President Trump weighed in with a public defense of Paul Manafort on Friday as a jury concluded its second day of deliberations to decide whether the president’s former campaign chairman is guilty of tax and bank fraud.

Jurors signaled Friday afternoon they were unlikely to reach a verdict before the day ended and asked if they could leave the courthouse at 5 p.m. U.S. District Judge T.S. Ellis III agreed, and the panel is scheduled to resume deliberations Monday morning.

At the White House, Trump declined to answer a question about a possible pardon for Manafort, but spoke out against special counsel Robert S. Mueller III, whose office brought charges against the 69-year-old political strategist. It’s the first trial to emerge from Mueller’s investigation into Russian interference in the 2016 presidential election, although the ­charges against Manafort center on his personal finances.

“I think the whole Manafort trial is very sad. When you look at what’s going on, I think it’s a very sad day for our country,” Trump said, adding that Manafort “happens to be a very good person, I think it’s very sad what they’ve done to Paul Manafort.”

Trump spoke shortly after the jury in nearby Alexandria began its second day of deliberations. Manafort faces 18 charges of tax and bank fraud. Prosecutors say he hid millions of dollars from the Internal Revenue Service in overseas bank accounts and then lied to banks to obtain multimillion-dollar loans.

As the panel deliberated, Ellis disclosed that he had received threats and is being guarded by deputy U.S. marshals.

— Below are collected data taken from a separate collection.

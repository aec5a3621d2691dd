use std::collections::HashMap;
use std::sync::Arc;

use async_trait::async_trait;
use chrono::{Datelike, NaiveDate};
use rust_decimal::Decimal;

use crate::constants::DISPLAY_DECIMAL_PRECISION;
use crate::errors::Result;
use crate::fx::FxServiceTrait;
use crate::view::degrade_to_empty;

use super::spending_model::{Expense, SpendingSummary};

/// Contract for the expenses collection endpoint.
#[async_trait]
pub trait ExpenseRepositoryTrait: Send + Sync {
    async fn get_expenses(&self) -> Result<Vec<Expense>>;
}

pub struct SpendingService {
    fx_service: Arc<dyn FxServiceTrait>,
    repository: Arc<dyn ExpenseRepositoryTrait>,
}

impl SpendingService {
    pub fn new(
        fx_service: Arc<dyn FxServiceTrait>,
        repository: Arc<dyn ExpenseRepositoryTrait>,
    ) -> Self {
        SpendingService {
            fx_service,
            repository,
        }
    }

    /// Pure reduction over already-fetched expenses. `today` anchors
    /// the monthly total to its calendar month.
    pub fn aggregate(
        &self,
        expenses: &[Expense],
        display_currency: &str,
        today: NaiveDate,
    ) -> SpendingSummary {
        let mut total = Decimal::ZERO;
        let mut monthly_total = Decimal::ZERO;
        let mut by_category: HashMap<String, Decimal> = HashMap::new();

        for expense in expenses {
            let converted = self.fx_service.convert_currency(
                expense.amount(),
                expense.native_currency(),
                display_currency,
            );
            total += converted;
            if let Some(date) = expense.date {
                if date.year() == today.year() && date.month() == today.month() {
                    monthly_total += converted;
                }
            }
            *by_category
                .entry(expense.category().to_string())
                .or_insert(Decimal::ZERO) += converted;
        }

        // Highest-spend category; ties broken by name so the pick is stable.
        let top_category = by_category
            .iter()
            .max_by(|a, b| a.1.cmp(b.1).then_with(|| b.0.cmp(a.0)))
            .map(|(name, amount)| (name.clone(), *amount));

        let average = if expenses.is_empty() {
            Decimal::ZERO
        } else {
            (total / Decimal::from(expenses.len() as u64)).round_dp(DISPLAY_DECIMAL_PRECISION)
        };

        SpendingSummary {
            total,
            monthly_total,
            count: expenses.len(),
            by_category,
            top_category,
            average,
            display_currency: display_currency.to_string(),
        }
    }

    pub async fn get_summary(
        &self,
        display_currency: &str,
        today: NaiveDate,
    ) -> Result<SpendingSummary> {
        let expenses = degrade_to_empty(self.repository.get_expenses().await, "expenses")?;
        Ok(self.aggregate(&expenses, display_currency, today))
    }
}

#[cfg(test)]
mod tests {
    use super::*;
    use crate::errors::ApiError;
    use crate::fx::CurrencyConverter;
    use rust_decimal_macros::dec;

    struct MockExpenseRepository {
        result: std::sync::Mutex<Option<Result<Vec<Expense>>>>,
    }

    impl MockExpenseRepository {
        fn with(result: Result<Vec<Expense>>) -> Self {
            Self {
                result: std::sync::Mutex::new(Some(result)),
            }
        }
    }

    #[async_trait]
    impl ExpenseRepositoryTrait for MockExpenseRepository {
        async fn get_expenses(&self) -> Result<Vec<Expense>> {
            self.result.lock().unwrap().take().unwrap()
        }
    }

    fn expense(category: &str, amount: Decimal, currency: &str, date: &str) -> Expense {
        Expense {
            id: 1,
            category: Some(category.to_string()),
            description: None,
            amount: Some(amount),
            currency: Some(currency.to_string()),
            date: Some(date.parse().unwrap()),
        }
    }

    fn service(result: Result<Vec<Expense>>) -> SpendingService {
        SpendingService::new(
            Arc::new(CurrencyConverter::new()),
            Arc::new(MockExpenseRepository::with(result)),
        )
    }

    fn today() -> NaiveDate {
        NaiveDate::from_ymd_opt(2024, 6, 15).unwrap()
    }

    #[test]
    fn test_monthly_total_filters_current_month() {
        let svc = service(Ok(vec![]));
        let expenses = vec![
            expense("Food", dec!(100), "USD", "2024-06-01"),
            expense("Food", dec!(50), "USD", "2024-05-31"),
            expense("Food", dec!(25), "USD", "2023-06-10"),
        ];
        let summary = svc.aggregate(&expenses, "USD", today());
        assert_eq!(summary.total, dec!(175));
        assert_eq!(summary.monthly_total, dec!(100));
    }

    #[test]
    fn test_category_totals_and_top_category_converted() {
        let svc = service(Ok(vec![]));
        let expenses = vec![
            expense("Food", dec!(60), "USD", "2024-06-01"),
            // 135 SGD = 100 USD, so Travel wins despite the lower face value per record
            expense("Travel", dec!(67.5), "SGD", "2024-06-02"),
            expense("Travel", dec!(67.5), "SGD", "2024-06-03"),
        ];
        let summary = svc.aggregate(&expenses, "USD", today());
        assert_eq!(summary.by_category.get("Food"), Some(&dec!(60)));
        assert_eq!(summary.by_category.get("Travel"), Some(&dec!(100)));
        let (top, amount) = summary.top_category.unwrap();
        assert_eq!(top, "Travel");
        assert_eq!(amount, dec!(100));
    }

    #[test]
    fn test_average_guards_empty_set() {
        let svc = service(Ok(vec![]));
        let summary = svc.aggregate(&[], "USD", today());
        assert_eq!(summary.average, Decimal::ZERO);
        assert!(summary.top_category.is_none());
    }

    #[test]
    fn test_average_rounds_to_display_precision() {
        let svc = service(Ok(vec![]));
        let expenses = vec![
            expense("Food", dec!(10), "USD", "2024-06-01"),
            expense("Food", dec!(10), "USD", "2024-06-02"),
            expense("Food", dec!(5), "USD", "2024-06-03"),
        ];
        let summary = svc.aggregate(&expenses, "USD", today());
        assert_eq!(summary.average, dec!(8.33));
    }

    #[test]
    fn test_uncategorized_lands_in_other() {
        let svc = service(Ok(vec![]));
        let mut exp = expense("Food", dec!(10), "USD", "2024-06-01");
        exp.category = None;
        let summary = svc.aggregate(&[exp], "USD", today());
        assert_eq!(summary.by_category.get("Other"), Some(&dec!(10)));
    }

    #[test]
    fn test_undated_expense_excluded_from_monthly_total() {
        let svc = service(Ok(vec![]));
        let mut exp = expense("Food", dec!(10), "USD", "2024-06-01");
        exp.date = None;
        let summary = svc.aggregate(&[exp], "USD", today());
        assert_eq!(summary.total, dec!(10));
        assert_eq!(summary.monthly_total, Decimal::ZERO);
    }

    #[tokio::test]
    async fn test_fetch_failure_degrades_to_empty_summary() {
        let svc = service(Err(ApiError::Network("down".to_string()).into()));
        let summary = svc.get_summary("USD", today()).await.unwrap();
        assert_eq!(summary.count, 0);
    }
}
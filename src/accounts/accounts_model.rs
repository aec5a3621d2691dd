//! Bank account domain models.

use std::collections::HashMap;

use rust_decimal::Decimal;
use serde::{Deserialize, Serialize};

use crate::constants::FALLBACK_CURRENCY;
use crate::fx::resolve_currency;

/// A bank account record as returned by the collection endpoint.
/// Field names match the wire format.
#[derive(Debug, Clone, Serialize, Deserialize)]
pub struct BankAccount {
    pub id: i64,
    #[serde(default)]
    pub account_name: Option<String>,
    #[serde(default)]
    pub account_type: Option<String>,
    #[serde(default)]
    pub bank_name: Option<String>,
    #[serde(default)]
    pub country: Option<String>,
    #[serde(default)]
    pub currency: Option<String>,
    #[serde(default)]
    pub current_balance: Option<Decimal>,
}

impl BankAccount {
    /// Currency this account's balance is held in: explicit currency,
    /// else derived from the account's country, else USD.
    pub fn native_currency(&self) -> String {
        resolve_currency(
            self.currency.as_deref(),
            self.country.as_deref(),
            FALLBACK_CURRENCY,
        )
    }

    pub fn balance(&self) -> Decimal {
        self.current_balance.unwrap_or_default()
    }
}

/// Aggregate over a user's bank accounts, in the display currency.
#[derive(Debug, Clone, Default, Serialize)]
#[serde(rename_all = "camelCase")]
pub struct AccountsSummary {
    pub total_balance: Decimal,
    pub count: usize,
    /// Account count per account type ("Checking", "Savings", ...).
    pub by_type: HashMap<String, usize>,
    pub display_currency: String,
}
//! Dashboard module - overview composition, derived metrics and trend.

mod dashboard_model;
mod dashboard_service;

pub use dashboard_model::{
    Dashboard, DashboardConfig, DashboardMetrics, EmptyStateCopy, Overview, TrendPoint,
};
pub use dashboard_service::{DashboardService, OverviewRepositoryTrait};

Kevin Downing, center, the lead attorney for Paul Manafort, spoke to the press Thursday outside federal court in Alexandria following a day of jury deliberations. (Michael Robinson Chavez/The Washington Post)

“They go where I go,” the judge said. “I don’t even go to the hotel alone; I don’t give the name of the hotel.” The judge lives in Charlottesville but stays at a hotel on the weekdays when he works out of the Alexandria courthouse. A spokeswoman for the U.S. Marshals Service did not immediately comment.

Ellis made the surprising statement during a hearing at which a consortium of media organizations pressed for the release of jurors’ names, along with documents sealed during the trial. The judge rejected the request for juror information, citing security concerns.

There have been specific threats, Ellis said, although he declined to provide details. He said that if jurors were identified, they would be threatened as well and that for their “peace and safety,” he would not release their names.

“I had no idea this case would excite these emotions, I can tell you frankly,” the judge said.

Ellis was more accommodating on another request made by the news media. He said some of the sealed material involved
“the court’s administration of the jury in this case” and would be made available when the trial ends.

One bench conference would remain sealed, Ellis said, “because I don’t want to interfere with any ongoing investigation.”

A media coalition including The Washington Post, the New York Times, CNN and BuzzFeed filed motions requesting that sealed discussions and records from the trial be made public. The group also asked for the names and addresses of jurors and alternates.

In making the request, the media organizations said the information is public under the First Amendment and common law, and would “aid the public’s understanding of this important case.”

Earlier in the day, Ellis said he was open to scrutiny. “A thirsty press is essential to a free country,” he said.

On Thursday, as the jury of six women and six men neared the end of its first day of deliberations, they sent a note to the judge asking for technical answers to legal issues raised by Manafort’s lawyers.

The jurors’ questions suggest they are quickly diving into the weeds of the sometimes ­complex tax laws at issue in the case. Two of the questions sought definitions of laws or technical terms. They also asked the judge to define “reasonable doubt.”

Manafort faces the prospect of spending the rest of his life in prison if convicted of the more serious charges against him. He also faces a second trial next month in Washington on charges he failed to register as a lobbyist for the Ukraine government, and conspired to tamper with witnesses in that case.